START RECORDS PROVIDED

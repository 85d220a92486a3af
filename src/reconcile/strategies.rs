//! Merge strategies for the three market feeds

use tracing::debug;

use super::MergeStrategy;
use crate::candles::{CandlePoint, CandleSeries};
use crate::orderbook::{OrderBook, OrderBookView};
use crate::parser::DepthSnapshot;
use crate::trades::{TradeTape, TradeTick};

/// Order book: every push is a full snapshot, the latest unapplied one wins
#[derive(Debug, Clone)]
pub struct ReplaceWhole {
    symbol: String,
    depth: usize,
}

impl ReplaceWhole {
    pub fn new(symbol: &str, depth: usize) -> Self {
        Self {
            symbol: symbol.to_string(),
            depth,
        }
    }
}

impl MergeStrategy for ReplaceWhole {
    type Update = DepthSnapshot;
    type Snapshot = DepthSnapshot;
    type View = OrderBook;
    type Output = OrderBookView;

    fn new_view(&self) -> OrderBook {
        OrderBook::new(&self.symbol, self.depth)
    }

    fn buffer(&self, pending: &mut Vec<DepthSnapshot>, update: DepthSnapshot) {
        if let Some(buffered) = pending.last() {
            if let (Some(held), Some(incoming)) = (buffered.last_update_id, update.last_update_id) {
                if incoming < held {
                    debug!(held, incoming, "Dropping out-of-order depth snapshot");
                    return;
                }
            }
        }
        pending.clear();
        pending.push(update);
    }

    fn merge(&self, view: &mut OrderBook, mut pending: Vec<DepthSnapshot>) -> bool {
        match pending.pop() {
            Some(snapshot) => view.replace(&snapshot),
            None => false,
        }
    }

    fn seed(&self, view: &mut OrderBook, snapshot: DepthSnapshot) -> bool {
        // The stream already painted a book; only a provably newer snapshot replaces it
        if view.is_initialized() {
            let newer = matches!(
                (view.last_update_id(), snapshot.last_update_id),
                (Some(current), Some(incoming)) if incoming > current
            );
            if !newer {
                return false;
            }
        }
        view.replace(&snapshot)
    }

    fn output(&self, view: &OrderBook) -> OrderBookView {
        view.view()
    }
}

/// Trades: pushes accumulate (bounded to twice the tape) and are prepended on flush
#[derive(Debug, Clone)]
pub struct AppendBounded {
    max_trades: usize,
}

impl AppendBounded {
    pub fn new(max_trades: usize) -> Self {
        Self { max_trades }
    }

    fn pending_cap(&self) -> usize {
        self.max_trades.saturating_mul(2)
    }
}

impl MergeStrategy for AppendBounded {
    type Update = TradeTick;
    type Snapshot = Vec<TradeTick>;
    type View = TradeTape;
    type Output = Vec<TradeTick>;

    fn new_view(&self) -> TradeTape {
        TradeTape::new(self.max_trades)
    }

    fn buffer(&self, pending: &mut Vec<TradeTick>, update: TradeTick) {
        pending.push(update);
        let cap = self.pending_cap();
        if pending.len() > cap {
            let overflow = pending.len() - cap;
            pending.drain(..overflow);
        }
    }

    fn merge(&self, view: &mut TradeTape, pending: Vec<TradeTick>) -> bool {
        view.prepend(pending)
    }

    fn seed(&self, view: &mut TradeTape, snapshot: Vec<TradeTick>) -> bool {
        view.seed(snapshot)
    }

    fn output(&self, view: &TradeTape) -> Vec<TradeTick> {
        view.trades().to_vec()
    }
}

/// Candles: each push upserts its bucket right away
#[derive(Debug, Clone, Copy, Default)]
pub struct UpsertByKey;

impl MergeStrategy for UpsertByKey {
    type Update = CandlePoint;
    type Snapshot = Vec<CandlePoint>;
    type View = CandleSeries;
    type Output = CandleSeries;

    const IMMEDIATE: bool = true;

    fn new_view(&self) -> CandleSeries {
        CandleSeries::new()
    }

    fn buffer(&self, pending: &mut Vec<CandlePoint>, update: CandlePoint) {
        pending.push(update);
    }

    fn merge(&self, view: &mut CandleSeries, pending: Vec<CandlePoint>) -> bool {
        pending
            .into_iter()
            .fold(false, |changed, point| view.upsert(point) | changed)
    }

    fn seed(&self, view: &mut CandleSeries, snapshot: Vec<CandlePoint>) -> bool {
        view.seed(snapshot)
    }

    fn output(&self, view: &CandleSeries) -> CandleSeries {
        view.clone()
    }
}

#[cfg(test)]
mod tests {
    use super::*;
    use crate::parser::PriceLevel;
    use rust_decimal::Decimal;
    use rust_decimal_macros::dec;

    fn depth(id: Option<u64>, bid: Decimal) -> DepthSnapshot {
        DepthSnapshot {
            last_update_id: id,
            bids: vec![PriceLevel {
                price: bid,
                quantity: dec!(1),
            }],
            asks: vec![],
        }
    }

    #[test]
    fn test_replace_buffer_keeps_one() {
        let strategy = ReplaceWhole::new("BTCUSDT", 10);
        let mut pending = Vec::new();
        strategy.buffer(&mut pending, depth(Some(1), dec!(1)));
        strategy.buffer(&mut pending, depth(Some(2), dec!(2)));
        assert_eq!(pending.len(), 1);
        assert_eq!(pending[0].last_update_id, Some(2));
    }

    #[test]
    fn test_replace_buffer_ignores_older_arrival() {
        let strategy = ReplaceWhole::new("BTCUSDT", 10);
        let mut pending = Vec::new();
        strategy.buffer(&mut pending, depth(Some(5), dec!(5)));
        strategy.buffer(&mut pending, depth(Some(4), dec!(4)));
        assert_eq!(pending[0].last_update_id, Some(5));
    }

    #[test]
    fn test_seed_does_not_overwrite_stream_book() {
        let strategy = ReplaceWhole::new("BTCUSDT", 10);
        let mut book = strategy.new_view();
        assert!(strategy.merge(&mut book, vec![depth(None, dec!(200))]));

        assert!(!strategy.seed(&mut book, depth(Some(10), dec!(100))));
        assert_eq!(book.best_bid(), Some(dec!(200)));
    }

    #[test]
    fn test_seed_fills_empty_book() {
        let strategy = ReplaceWhole::new("BTCUSDT", 10);
        let mut book = strategy.new_view();
        assert!(strategy.seed(&mut book, depth(Some(10), dec!(100))));
        assert_eq!(book.last_update_id(), Some(10));
    }

    #[test]
    fn test_upsert_merge_reports_change() {
        let strategy = UpsertByKey;
        let mut series = strategy.new_view();
        let point = CandlePoint {
            time: 60,
            open: dec!(1),
            high: dec!(1),
            low: dec!(1),
            close: dec!(1),
        };
        assert!(strategy.merge(&mut series, vec![point.clone()]));
        assert!(!strategy.merge(&mut series, vec![point]));
    }
}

END RECORDS PROVIDED

[THE PROBLEM] Count the lines in the records above that contain "incoming", please, and give the number without any other words.

[SOLVED PROBLEM] 4